Input data Start Marker

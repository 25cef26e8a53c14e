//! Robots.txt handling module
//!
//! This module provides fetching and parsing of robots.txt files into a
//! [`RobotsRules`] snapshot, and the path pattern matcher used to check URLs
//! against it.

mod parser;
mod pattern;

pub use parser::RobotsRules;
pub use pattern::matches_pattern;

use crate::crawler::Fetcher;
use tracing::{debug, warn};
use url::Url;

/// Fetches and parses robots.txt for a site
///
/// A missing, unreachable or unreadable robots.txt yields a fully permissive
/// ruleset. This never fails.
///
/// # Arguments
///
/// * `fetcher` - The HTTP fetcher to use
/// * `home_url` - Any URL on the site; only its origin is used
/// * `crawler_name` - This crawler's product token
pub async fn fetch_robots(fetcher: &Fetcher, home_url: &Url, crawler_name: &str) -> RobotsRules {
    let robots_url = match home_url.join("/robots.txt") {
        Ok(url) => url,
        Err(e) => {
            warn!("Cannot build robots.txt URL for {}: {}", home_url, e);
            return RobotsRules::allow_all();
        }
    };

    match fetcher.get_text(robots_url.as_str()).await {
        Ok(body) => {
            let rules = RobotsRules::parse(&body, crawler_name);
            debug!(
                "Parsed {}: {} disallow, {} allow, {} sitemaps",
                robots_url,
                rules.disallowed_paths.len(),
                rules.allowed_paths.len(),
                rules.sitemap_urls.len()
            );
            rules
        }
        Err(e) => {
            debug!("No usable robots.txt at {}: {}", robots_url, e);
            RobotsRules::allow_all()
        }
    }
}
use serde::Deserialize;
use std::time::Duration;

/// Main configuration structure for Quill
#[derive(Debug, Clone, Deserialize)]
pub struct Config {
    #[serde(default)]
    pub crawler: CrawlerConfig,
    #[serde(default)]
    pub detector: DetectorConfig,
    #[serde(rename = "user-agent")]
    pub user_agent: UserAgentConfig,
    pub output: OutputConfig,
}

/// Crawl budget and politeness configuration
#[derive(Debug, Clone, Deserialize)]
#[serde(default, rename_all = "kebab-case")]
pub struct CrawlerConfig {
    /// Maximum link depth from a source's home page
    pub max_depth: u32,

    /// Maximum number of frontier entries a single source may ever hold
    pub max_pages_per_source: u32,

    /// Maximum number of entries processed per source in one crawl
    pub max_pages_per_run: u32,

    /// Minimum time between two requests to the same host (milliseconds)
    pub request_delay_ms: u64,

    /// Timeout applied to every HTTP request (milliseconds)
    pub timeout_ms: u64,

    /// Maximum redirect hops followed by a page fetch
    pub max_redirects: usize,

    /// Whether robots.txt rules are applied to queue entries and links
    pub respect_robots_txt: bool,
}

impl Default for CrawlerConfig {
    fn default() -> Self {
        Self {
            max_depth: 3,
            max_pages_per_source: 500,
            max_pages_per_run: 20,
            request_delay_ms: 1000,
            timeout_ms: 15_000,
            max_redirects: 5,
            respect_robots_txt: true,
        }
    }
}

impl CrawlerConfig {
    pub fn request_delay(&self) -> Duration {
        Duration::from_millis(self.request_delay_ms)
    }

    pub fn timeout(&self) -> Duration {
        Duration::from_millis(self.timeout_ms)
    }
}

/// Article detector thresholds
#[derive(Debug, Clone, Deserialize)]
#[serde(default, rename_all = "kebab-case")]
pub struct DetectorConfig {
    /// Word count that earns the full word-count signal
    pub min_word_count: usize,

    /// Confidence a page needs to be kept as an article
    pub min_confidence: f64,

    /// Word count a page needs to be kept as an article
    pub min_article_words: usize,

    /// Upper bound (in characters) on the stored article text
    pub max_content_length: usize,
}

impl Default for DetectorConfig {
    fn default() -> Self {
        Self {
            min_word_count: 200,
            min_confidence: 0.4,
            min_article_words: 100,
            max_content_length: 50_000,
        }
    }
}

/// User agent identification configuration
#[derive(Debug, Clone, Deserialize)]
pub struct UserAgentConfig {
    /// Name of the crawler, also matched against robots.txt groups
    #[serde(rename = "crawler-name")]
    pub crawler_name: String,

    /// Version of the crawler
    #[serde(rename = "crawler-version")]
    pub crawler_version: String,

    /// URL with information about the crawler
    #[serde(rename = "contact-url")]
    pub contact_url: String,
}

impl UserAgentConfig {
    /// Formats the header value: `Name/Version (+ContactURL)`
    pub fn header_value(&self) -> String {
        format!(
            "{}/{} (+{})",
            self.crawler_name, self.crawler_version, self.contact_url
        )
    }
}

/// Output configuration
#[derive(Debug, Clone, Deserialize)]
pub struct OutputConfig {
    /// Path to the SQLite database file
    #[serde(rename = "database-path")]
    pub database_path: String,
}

Input data End Marker

▶ **Problem to work on**:
Pull every line containing the string "impl" out of the data above and copy it.

▶ **Answer to this exercise**:
impl Default for CrawlerConfig {
impl CrawlerConfig {
impl Default for DetectorConfig {
impl UserAgentConfig {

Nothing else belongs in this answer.